Every record that follows must be set down word for word.
═════ Provided entries ═════
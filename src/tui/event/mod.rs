//! Key dispatch for the dashboard controller.
//!
//! Global bindings (page navigation, digit select, quit) are handled here;
//! everything else goes to the active page's `keyboard` hook.

use crate::screen::{Key, Screen};
use crate::tui::app::Controller;

/// Result of dispatching one read.
#[derive(Debug, Clone, Copy, PartialEq, Eq)]
pub enum Action {
    /// Nothing happened: no key, a repeated key, or a rejected navigation.
    None,
    /// The active page changed.
    Navigated,
    /// The key went to the active page.
    Forwarded,
    /// An Alt+<key> sequence was consumed and discarded.
    Dropped,
    /// Leave the loop.
    Quit,
}

/// Dispatches the key read this iteration.
///
/// A key equal to the previously processed one is ignored, so a held key or a
/// repeated read acts once. Reads that return no key still count as the
/// previous key, which lets the same key act again after an idle tick.
///
/// Escape is checked for a follow-up key even when repeated, so back-to-back
/// Alt+<key> chords never leak their second half into the next read.
pub fn handle_key_event<S: Screen>(ctl: &mut Controller<S>, key: Option<Key>) -> Action {
    if key == Some(Key::Esc) {
        let repeated = ctl.old_key == key;
        ctl.old_key = key;
        return match (is_standalone_escape(&mut ctl.screen), repeated) {
            (false, _) => Action::Dropped,
            (true, true) => Action::None,
            (true, false) => Action::Quit,
        };
    }

    if key == ctl.old_key {
        return Action::None;
    }
    ctl.old_key = key;

    let Some(key) = key else {
        return Action::None;
    };

    match key {
        Key::Left => navigated(ctl.decrease()),
        Key::Right => navigated(ctl.increase()),
        Key::Char('q' | 'Q') => Action::Quit,
        _ => match key.digit() {
            Some(idx) => navigated(ctl.set(idx)),
            None => {
                ctl.pages[ctl.active].keyboard(key);
                Action::Forwarded
            }
        },
    }
}

fn navigated(changed: bool) -> Action {
    if changed {
        Action::Navigated
    } else {
        Action::None
    }
}

/// Tells a lone Escape press from the first half of an Alt+<key> sequence.
///
/// Terminals send Alt+<key> as Escape immediately followed by the key, so one
/// more read without waiting decides it: nothing pending means a real Escape.
/// The second half, if any, is consumed here.
pub fn is_standalone_escape<S: Screen>(screen: &mut S) -> bool {
    match screen.try_read_key() {
        Ok(None) => true,
        Ok(Some(next)) => {
            tracing::debug!(key = ?next, "alt sequence dropped");
            false
        }
        Err(e) => {
            // An unreadable follow-up is treated as no data
            tracing::debug!("escape follow-up read failed: {}", e);
            true
        }
    }
}

#[cfg(test)]
mod tests;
═════
Exercise output:
filename src/tui/event/mod.rs
//! Key dispatch for the dashboard controller.
//!
//! Global bindings (page navigation, digit select, quit) are handled here;
//! everything else goes to the active page's `keyboard` hook.

use crate::screen::{Key, Screen};
use crate::tui::app::Controller;

/// Result of dispatching one read.
#[derive(Debug, Clone, Copy, PartialEq, Eq)]
pub enum Action {
    /// Nothing happened: no key, a repeated key, or a rejected navigation.
    None,
    /// The active page changed.
    Navigated,
    /// The key went to the active page.
    Forwarded,
    /// An Alt+<key> sequence was consumed and discarded.
    Dropped,
    /// Leave the loop.
    Quit,
}

/// Dispatches the key read this iteration.
///
/// A key equal to the previously processed one is ignored, so a held key or a
/// repeated read acts once. Reads that return no key still count as the
/// previous key, which lets the same key act again after an idle tick.
///
/// Escape is checked for a follow-up key even when repeated, so back-to-back
/// Alt+<key> chords never leak their second half into the next read.
pub fn handle_key_event<S: Screen>(ctl: &mut Controller<S>, key: Option<Key>) -> Action {
    if key == Some(Key::Esc) {
        let repeated = ctl.old_key == key;
        ctl.old_key = key;
        return match (is_standalone_escape(&mut ctl.screen), repeated) {
            (false, _) => Action::Dropped,
            (true, true) => Action::None,
            (true, false) => Action::Quit,
        };
    }

    if key == ctl.old_key {
        return Action::None;
    }
    ctl.old_key = key;

    let Some(key) = key else {
        return Action::None;
    };

    match key {
        Key::Left => navigated(ctl.decrease()),
        Key::Right => navigated(ctl.increase()),
        Key::Char('q' | 'Q') => Action::Quit,
        _ => match key.digit() {
            Some(idx) => navigated(ctl.set(idx)),
            None => {
                ctl.pages[ctl.active].keyboard(key);
                Action::Forwarded
            }
        },
    }
}

fn navigated(changed: bool) -> Action {
    if changed {
        Action::Navigated
    } else {
        Action::None
    }
}

/// Tells a lone Escape press from the first half of an Alt+<key> sequence.
///
/// Terminals send Alt+<key> as Escape immediately followed by the key, so one
/// more read without waiting decides it: nothing pending means a real Escape.
/// The second half, if any, is consumed here.
pub fn is_standalone_escape<S: Screen>(screen: &mut S) -> bool {
    match screen.try_read_key() {
        Ok(None) => true,
        Ok(Some(next)) => {
            tracing::debug!(key = ?next, "alt sequence dropped");
            false
        }
        Err(e) => {
            // An unreadable follow-up is treated as no data
            tracing::debug!("escape follow-up read failed: {}", e);
            true
        }
    }
}

#[cfg(test)]
mod tests;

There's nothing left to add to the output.